Data provided:
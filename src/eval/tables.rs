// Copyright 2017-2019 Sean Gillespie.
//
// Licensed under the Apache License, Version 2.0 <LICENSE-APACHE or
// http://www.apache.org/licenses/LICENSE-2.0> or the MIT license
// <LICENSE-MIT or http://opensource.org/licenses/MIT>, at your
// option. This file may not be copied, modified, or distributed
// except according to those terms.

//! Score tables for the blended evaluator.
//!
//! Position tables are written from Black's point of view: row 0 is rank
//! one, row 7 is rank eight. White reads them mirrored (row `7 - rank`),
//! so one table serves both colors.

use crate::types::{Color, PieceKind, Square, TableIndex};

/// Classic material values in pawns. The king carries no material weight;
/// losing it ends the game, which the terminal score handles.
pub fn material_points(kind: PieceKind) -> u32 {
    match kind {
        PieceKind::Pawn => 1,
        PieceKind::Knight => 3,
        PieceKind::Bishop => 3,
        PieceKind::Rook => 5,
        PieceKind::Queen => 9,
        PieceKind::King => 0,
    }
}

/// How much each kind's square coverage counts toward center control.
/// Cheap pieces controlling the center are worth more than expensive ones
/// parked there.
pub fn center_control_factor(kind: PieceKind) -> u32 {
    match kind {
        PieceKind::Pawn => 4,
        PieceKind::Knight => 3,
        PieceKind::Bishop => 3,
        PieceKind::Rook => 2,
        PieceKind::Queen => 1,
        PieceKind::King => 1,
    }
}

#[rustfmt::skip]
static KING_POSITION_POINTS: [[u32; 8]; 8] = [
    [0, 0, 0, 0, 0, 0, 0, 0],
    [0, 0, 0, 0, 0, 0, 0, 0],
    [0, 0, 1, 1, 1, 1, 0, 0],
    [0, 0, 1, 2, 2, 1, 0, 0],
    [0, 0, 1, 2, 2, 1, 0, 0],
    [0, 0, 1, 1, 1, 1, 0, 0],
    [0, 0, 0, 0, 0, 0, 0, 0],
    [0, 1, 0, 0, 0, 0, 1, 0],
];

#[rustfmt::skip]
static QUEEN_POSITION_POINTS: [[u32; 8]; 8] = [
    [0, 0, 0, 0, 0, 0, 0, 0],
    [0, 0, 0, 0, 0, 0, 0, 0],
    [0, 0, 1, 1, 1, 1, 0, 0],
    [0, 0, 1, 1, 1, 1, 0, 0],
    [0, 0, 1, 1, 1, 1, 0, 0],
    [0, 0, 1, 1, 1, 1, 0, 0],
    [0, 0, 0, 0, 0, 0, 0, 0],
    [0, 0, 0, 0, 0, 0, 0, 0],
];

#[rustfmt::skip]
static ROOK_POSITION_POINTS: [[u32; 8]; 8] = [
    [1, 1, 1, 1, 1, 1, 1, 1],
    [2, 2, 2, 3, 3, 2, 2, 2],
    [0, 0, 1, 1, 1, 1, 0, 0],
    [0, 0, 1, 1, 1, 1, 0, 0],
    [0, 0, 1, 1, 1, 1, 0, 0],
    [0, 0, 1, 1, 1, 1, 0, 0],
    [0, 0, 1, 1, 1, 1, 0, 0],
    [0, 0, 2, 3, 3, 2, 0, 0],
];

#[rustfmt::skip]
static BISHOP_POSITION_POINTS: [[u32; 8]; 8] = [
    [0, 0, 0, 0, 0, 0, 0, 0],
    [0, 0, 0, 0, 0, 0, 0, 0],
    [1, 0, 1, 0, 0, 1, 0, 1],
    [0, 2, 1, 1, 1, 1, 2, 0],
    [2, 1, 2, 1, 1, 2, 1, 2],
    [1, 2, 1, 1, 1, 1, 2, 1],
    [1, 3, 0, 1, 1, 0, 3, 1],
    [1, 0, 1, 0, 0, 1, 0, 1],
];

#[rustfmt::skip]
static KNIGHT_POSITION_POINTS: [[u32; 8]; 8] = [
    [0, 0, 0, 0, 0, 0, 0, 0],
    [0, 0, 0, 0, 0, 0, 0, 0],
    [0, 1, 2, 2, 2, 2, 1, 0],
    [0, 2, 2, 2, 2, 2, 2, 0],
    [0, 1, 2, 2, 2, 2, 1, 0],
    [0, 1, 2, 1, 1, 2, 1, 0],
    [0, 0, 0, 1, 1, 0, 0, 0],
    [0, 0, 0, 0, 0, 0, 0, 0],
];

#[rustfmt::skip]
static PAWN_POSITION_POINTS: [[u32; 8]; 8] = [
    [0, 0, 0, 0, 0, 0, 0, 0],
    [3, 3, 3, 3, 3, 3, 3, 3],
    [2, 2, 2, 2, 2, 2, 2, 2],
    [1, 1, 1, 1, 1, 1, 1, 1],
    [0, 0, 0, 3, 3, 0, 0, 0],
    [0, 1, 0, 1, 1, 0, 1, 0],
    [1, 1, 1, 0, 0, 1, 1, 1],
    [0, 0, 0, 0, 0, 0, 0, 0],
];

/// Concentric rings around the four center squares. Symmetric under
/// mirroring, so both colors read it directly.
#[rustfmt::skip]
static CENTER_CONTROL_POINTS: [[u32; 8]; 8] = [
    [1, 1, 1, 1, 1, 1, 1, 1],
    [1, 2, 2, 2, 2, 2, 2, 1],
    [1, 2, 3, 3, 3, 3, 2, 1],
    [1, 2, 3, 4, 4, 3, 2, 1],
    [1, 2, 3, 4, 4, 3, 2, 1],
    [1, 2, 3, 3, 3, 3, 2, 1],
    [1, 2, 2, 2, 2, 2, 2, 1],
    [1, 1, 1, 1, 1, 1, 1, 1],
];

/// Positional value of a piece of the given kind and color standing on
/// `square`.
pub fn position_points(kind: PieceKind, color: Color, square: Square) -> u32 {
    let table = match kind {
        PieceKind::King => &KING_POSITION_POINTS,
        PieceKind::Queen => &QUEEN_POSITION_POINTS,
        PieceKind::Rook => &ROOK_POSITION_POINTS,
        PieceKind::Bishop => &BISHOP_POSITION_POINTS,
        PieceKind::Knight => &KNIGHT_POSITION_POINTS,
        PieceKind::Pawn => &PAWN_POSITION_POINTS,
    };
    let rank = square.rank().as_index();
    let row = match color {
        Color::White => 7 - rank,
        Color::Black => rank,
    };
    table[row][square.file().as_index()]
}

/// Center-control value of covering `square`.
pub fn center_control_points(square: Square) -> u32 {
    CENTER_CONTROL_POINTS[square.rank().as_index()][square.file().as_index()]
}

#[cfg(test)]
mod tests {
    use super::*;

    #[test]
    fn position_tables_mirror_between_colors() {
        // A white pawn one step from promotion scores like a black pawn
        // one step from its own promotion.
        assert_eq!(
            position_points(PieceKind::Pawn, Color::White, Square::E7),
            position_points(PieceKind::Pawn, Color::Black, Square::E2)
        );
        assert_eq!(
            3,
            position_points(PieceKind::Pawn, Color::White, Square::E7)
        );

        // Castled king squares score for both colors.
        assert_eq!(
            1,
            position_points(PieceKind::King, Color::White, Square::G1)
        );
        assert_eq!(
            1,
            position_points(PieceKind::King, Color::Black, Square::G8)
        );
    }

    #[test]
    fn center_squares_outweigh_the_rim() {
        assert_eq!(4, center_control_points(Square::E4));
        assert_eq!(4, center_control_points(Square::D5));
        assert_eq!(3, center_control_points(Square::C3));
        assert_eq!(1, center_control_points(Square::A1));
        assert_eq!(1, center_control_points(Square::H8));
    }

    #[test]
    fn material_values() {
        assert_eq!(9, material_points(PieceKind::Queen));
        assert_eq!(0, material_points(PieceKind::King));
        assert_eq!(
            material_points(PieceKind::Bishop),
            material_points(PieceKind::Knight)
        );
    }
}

* * *

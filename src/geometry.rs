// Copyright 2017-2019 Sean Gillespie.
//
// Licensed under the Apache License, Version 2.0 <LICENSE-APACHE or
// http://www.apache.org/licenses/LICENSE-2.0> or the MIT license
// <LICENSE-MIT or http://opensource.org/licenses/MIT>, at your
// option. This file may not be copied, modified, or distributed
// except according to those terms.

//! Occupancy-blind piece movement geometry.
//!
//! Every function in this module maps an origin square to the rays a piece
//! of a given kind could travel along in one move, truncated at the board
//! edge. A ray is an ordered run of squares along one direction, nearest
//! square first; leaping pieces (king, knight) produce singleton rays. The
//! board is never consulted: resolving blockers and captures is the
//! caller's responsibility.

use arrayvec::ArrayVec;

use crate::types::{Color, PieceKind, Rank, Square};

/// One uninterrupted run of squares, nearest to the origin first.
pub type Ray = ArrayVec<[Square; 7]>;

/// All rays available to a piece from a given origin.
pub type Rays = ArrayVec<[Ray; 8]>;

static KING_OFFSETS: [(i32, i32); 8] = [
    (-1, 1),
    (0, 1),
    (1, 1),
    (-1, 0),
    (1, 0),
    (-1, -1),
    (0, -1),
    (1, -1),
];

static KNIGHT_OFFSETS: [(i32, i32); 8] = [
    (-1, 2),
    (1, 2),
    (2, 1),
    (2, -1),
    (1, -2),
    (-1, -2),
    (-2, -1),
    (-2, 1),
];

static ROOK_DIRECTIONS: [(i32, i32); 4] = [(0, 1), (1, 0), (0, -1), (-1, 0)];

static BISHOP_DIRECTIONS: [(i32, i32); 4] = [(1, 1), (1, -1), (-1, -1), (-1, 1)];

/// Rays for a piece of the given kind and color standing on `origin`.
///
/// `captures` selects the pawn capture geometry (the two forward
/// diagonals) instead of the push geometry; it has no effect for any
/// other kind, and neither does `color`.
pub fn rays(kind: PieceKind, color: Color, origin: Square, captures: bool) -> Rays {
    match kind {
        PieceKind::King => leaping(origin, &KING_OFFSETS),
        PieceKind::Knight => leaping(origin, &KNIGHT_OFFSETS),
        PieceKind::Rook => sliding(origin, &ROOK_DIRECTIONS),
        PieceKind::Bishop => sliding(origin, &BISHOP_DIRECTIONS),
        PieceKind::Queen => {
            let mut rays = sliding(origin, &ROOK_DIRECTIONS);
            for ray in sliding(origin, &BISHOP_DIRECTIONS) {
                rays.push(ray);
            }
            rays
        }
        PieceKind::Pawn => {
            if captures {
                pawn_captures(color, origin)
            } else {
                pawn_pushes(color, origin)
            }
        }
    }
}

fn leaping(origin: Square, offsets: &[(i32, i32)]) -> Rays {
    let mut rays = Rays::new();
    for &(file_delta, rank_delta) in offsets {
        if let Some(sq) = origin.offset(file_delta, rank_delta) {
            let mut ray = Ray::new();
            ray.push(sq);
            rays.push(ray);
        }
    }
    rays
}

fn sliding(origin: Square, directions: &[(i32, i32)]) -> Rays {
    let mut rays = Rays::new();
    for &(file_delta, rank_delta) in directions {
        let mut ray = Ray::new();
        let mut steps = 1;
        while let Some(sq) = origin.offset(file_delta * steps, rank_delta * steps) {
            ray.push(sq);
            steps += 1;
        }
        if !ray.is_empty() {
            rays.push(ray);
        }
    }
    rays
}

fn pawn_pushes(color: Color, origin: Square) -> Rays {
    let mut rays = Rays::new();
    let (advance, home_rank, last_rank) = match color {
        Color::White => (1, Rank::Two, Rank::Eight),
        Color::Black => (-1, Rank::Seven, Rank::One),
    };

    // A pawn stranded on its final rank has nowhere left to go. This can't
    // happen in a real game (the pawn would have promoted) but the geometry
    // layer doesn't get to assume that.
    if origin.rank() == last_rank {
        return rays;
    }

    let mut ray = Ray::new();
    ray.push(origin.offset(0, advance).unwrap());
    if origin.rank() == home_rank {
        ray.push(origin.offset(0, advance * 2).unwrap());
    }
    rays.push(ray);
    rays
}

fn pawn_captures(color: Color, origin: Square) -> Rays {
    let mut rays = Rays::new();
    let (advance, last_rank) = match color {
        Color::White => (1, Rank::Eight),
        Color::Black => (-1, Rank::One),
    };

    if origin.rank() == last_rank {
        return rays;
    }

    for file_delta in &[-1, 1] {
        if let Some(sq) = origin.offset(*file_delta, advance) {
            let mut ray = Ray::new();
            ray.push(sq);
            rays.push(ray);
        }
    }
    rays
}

Work to be completed:
Looking at the entries above, say how many lines hold the word "nearest". Offer no other text.

Your solution:
2